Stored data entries
================

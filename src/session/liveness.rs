//! Liveness Monitor: application-level heartbeat staleness
//!
//! Staleness is level-based. [`LivenessMonitor::evaluate`] reports how stale
//! the device is on every call; [`LivenessMonitor::tick`] layers the resync
//! in-flight guard on top so one stale period yields one resync request per
//! cooldown.

use crate::config::LivenessSection;
use chrono::{DateTime, Duration, Utc};
use serde::Serialize;
use tracing::debug;

/// Raw staleness level
#[derive(Debug, Clone, Copy, PartialEq, Eq)]
pub enum Staleness {
    /// No heartbeat yet, or heartbeat within the soft threshold
    Fresh,
    /// Past the soft threshold
    Soft,
    /// Past the hard threshold while connected
    Hard,
}

/// Recovery action requested by a tick
#[derive(Debug, Clone, Copy, PartialEq, Eq)]
pub enum LivenessSignal {
    None,
    NeedsResync,
    NeedsHardReconnect,
}

/// Snapshot of the monitor for status reporting
#[derive(Debug, Clone, PartialEq, Serialize)]
#[serde(rename_all = "camelCase")]
pub struct LivenessState {
    pub last_heartbeat_at: Option<DateTime<Utc>>,
    pub soft_threshold_ms: i64,
    pub hard_threshold_ms: i64,
    pub resync_in_flight: bool,
}

#[derive(Debug, Clone)]
pub struct LivenessMonitor {
    soft_threshold: Duration,
    hard_threshold: Duration,
    resync_cooldown: Duration,
    last_heartbeat_at: Option<DateTime<Utc>>,
    live_since: Option<DateTime<Utc>>,
    resync_issued_at: Option<DateTime<Utc>>,
}

impl LivenessMonitor {
    pub fn new(soft_threshold: Duration, hard_threshold: Duration, resync_cooldown: Duration) -> Self {
        Self {
            soft_threshold,
            hard_threshold,
            resync_cooldown,
            last_heartbeat_at: None,
            live_since: None,
            resync_issued_at: None,
        }
    }

    pub fn from_section(section: &LivenessSection) -> Self {
        Self::new(
            Duration::milliseconds(section.soft_threshold_ms as i64),
            Duration::milliseconds(section.hard_threshold_ms as i64),
            Duration::milliseconds(section.resync_cooldown_ms as i64),
        )
    }

    /// Record a heartbeat instant; older instants never move the clock back
    pub fn record_heartbeat(&mut self, at: DateTime<Utc>) {
        let advanced = self.last_heartbeat_at.map_or(true, |last| at > last);
        if advanced {
            self.last_heartbeat_at = Some(at);
            if self.resync_issued_at.take().is_some() {
                debug!(heartbeat_at = %at, "Heartbeat advanced, resync complete");
            }
        }
    }

    /// The session just went live
    pub fn mark_live(&mut self, now: DateTime<Utc>) {
        self.live_since = Some(now);
        self.resync_issued_at = None;
    }

    /// The session went away; heartbeat history is kept
    pub fn mark_down(&mut self) {
        self.live_since = None;
        self.resync_issued_at = None;
    }

    /// Forget everything (sign-out)
    pub fn reset(&mut self) {
        self.last_heartbeat_at = None;
        self.live_since = None;
        self.resync_issued_at = None;
    }

    /// Level-based staleness; never stale before the first heartbeat
    pub fn evaluate(&self, now: DateTime<Utc>, connected: bool) -> Staleness {
        let Some(last) = self.last_heartbeat_at else {
            return Staleness::Fresh;
        };

        // A rebuilt session gets a full hard window before it can be torn down.
        let hard_reference = self.live_since.map_or(last, |live| live.max(last));
        if connected && now - hard_reference > self.hard_threshold {
            return Staleness::Hard;
        }
        if now - last > self.soft_threshold {
            return Staleness::Soft;
        }
        Staleness::Fresh
    }

    /// Evaluate and apply the resync in-flight guard
    pub fn tick(&mut self, now: DateTime<Utc>, connected: bool) -> LivenessSignal {
        match self.evaluate(now, connected) {
            Staleness::Fresh => LivenessSignal::None,
            Staleness::Hard => LivenessSignal::NeedsHardReconnect,
            Staleness::Soft => {
                if let Some(issued) = self.resync_issued_at {
                    if now - issued < self.resync_cooldown {
                        return LivenessSignal::None;
                    }
                }
                self.resync_issued_at = Some(now);
                LivenessSignal::NeedsResync
            }
        }
    }

    pub fn is_resync_in_flight(&self) -> bool {
        self.resync_issued_at.is_some()
    }

    pub fn last_heartbeat_at(&self) -> Option<DateTime<Utc>> {
        self.last_heartbeat_at
    }

    pub fn state(&self) -> LivenessState {
        LivenessState {
            last_heartbeat_at: self.last_heartbeat_at,
            soft_threshold_ms: self.soft_threshold.num_milliseconds(),
            hard_threshold_ms: self.hard_threshold.num_milliseconds(),
            resync_in_flight: self.is_resync_in_flight(),
        }
    }
}

#[cfg(test)]
mod tests {
    use super::*;
    use chrono::TimeZone;

    const SOFT: i64 = 25_000;
    const HARD: i64 = 120_000;
    const COOLDOWN: i64 = 10_000;

    fn t0() -> DateTime<Utc> {
        Utc.with_ymd_and_hms(2024, 1, 1, 0, 0, 0).unwrap()
    }

    fn ms(n: i64) -> Duration {
        Duration::milliseconds(n)
    }

    fn monitor() -> LivenessMonitor {
        LivenessMonitor::new(ms(SOFT), ms(HARD), ms(COOLDOWN))
    }

    #[test]
    fn test_no_signal_before_first_heartbeat() {
        let mut monitor = monitor();
        assert_eq!(monitor.tick(t0() + ms(10 * HARD), true), LivenessSignal::None);
        assert_eq!(monitor.evaluate(t0() + ms(10 * HARD), true), Staleness::Fresh);
    }

    #[test]
    fn test_soft_threshold_emits_resync_once_per_cooldown() {
        let mut monitor = monitor();
        monitor.record_heartbeat(t0());

        assert_eq!(monitor.tick(t0() + ms(SOFT), true), LivenessSignal::None);
        assert_eq!(monitor.tick(t0() + ms(SOFT + 1), true), LivenessSignal::NeedsResync);
        assert!(monitor.is_resync_in_flight());
        assert_eq!(monitor.tick(t0() + ms(SOFT + 1_001), true), LivenessSignal::None);

        // Cooldown elapsed, still stale: ask again.
        assert_eq!(
            monitor.tick(t0() + ms(SOFT + 1 + COOLDOWN), true),
            LivenessSignal::NeedsResync
        );
    }

    #[test]
    fn test_evaluate_stays_level_based() {
        let mut monitor = monitor();
        monitor.record_heartbeat(t0());
        monitor.tick(t0() + ms(SOFT + 1), true);

        assert_eq!(monitor.evaluate(t0() + ms(SOFT + 2), true), Staleness::Soft);
        assert_eq!(monitor.evaluate(t0() + ms(SOFT + 3), true), Staleness::Soft);
    }

    #[test]
    fn test_heartbeat_clears_resync_in_flight() {
        let mut monitor = monitor();
        monitor.record_heartbeat(t0());
        monitor.tick(t0() + ms(SOFT + 1), true);

        monitor.record_heartbeat(t0() + ms(SOFT + 500));
        assert!(!monitor.is_resync_in_flight());
        assert_eq!(monitor.tick(t0() + ms(SOFT + 600), true), LivenessSignal::None);
    }

    #[test]
    fn test_older_heartbeat_ignored() {
        let mut monitor = monitor();
        monitor.record_heartbeat(t0() + ms(5_000));
        monitor.record_heartbeat(t0());
        assert_eq!(monitor.last_heartbeat_at(), Some(t0() + ms(5_000)));
    }

    #[test]
    fn test_hard_threshold_requires_connection() {
        let mut monitor = monitor();
        monitor.record_heartbeat(t0());

        assert_eq!(
            monitor.tick(t0() + ms(HARD + 1), true),
            LivenessSignal::NeedsHardReconnect
        );
        assert_eq!(monitor.evaluate(t0() + ms(HARD + 1), false), Staleness::Soft);
    }

    #[test]
    fn test_new_session_gets_full_hard_window() {
        let mut monitor = monitor();
        monitor.record_heartbeat(t0());
        let relive = t0() + ms(HARD + 5_000);
        monitor.mark_live(relive);

        assert_ne!(monitor.evaluate(relive + ms(HARD), true), Staleness::Hard);
        assert_eq!(monitor.evaluate(relive + ms(HARD + 1), true), Staleness::Hard);
    }

    #[test]
    fn test_reset_forgets_heartbeat() {
        let mut monitor = monitor();
        monitor.record_heartbeat(t0());
        monitor.reset();
        assert_eq!(monitor.state().last_heartbeat_at, None);
        assert_eq!(monitor.tick(t0() + ms(HARD * 2), true), LivenessSignal::None);
    }
}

================

### About this exercise
Lines from the top of the entries through the line with "reports how stale" are to be transcribed exactly, and nothing more.

### Written solution
filename src/session/liveness.rs
//! Liveness Monitor: application-level heartbeat staleness
//!
//! Staleness is level-based. [`LivenessMonitor::evaluate`] reports how stale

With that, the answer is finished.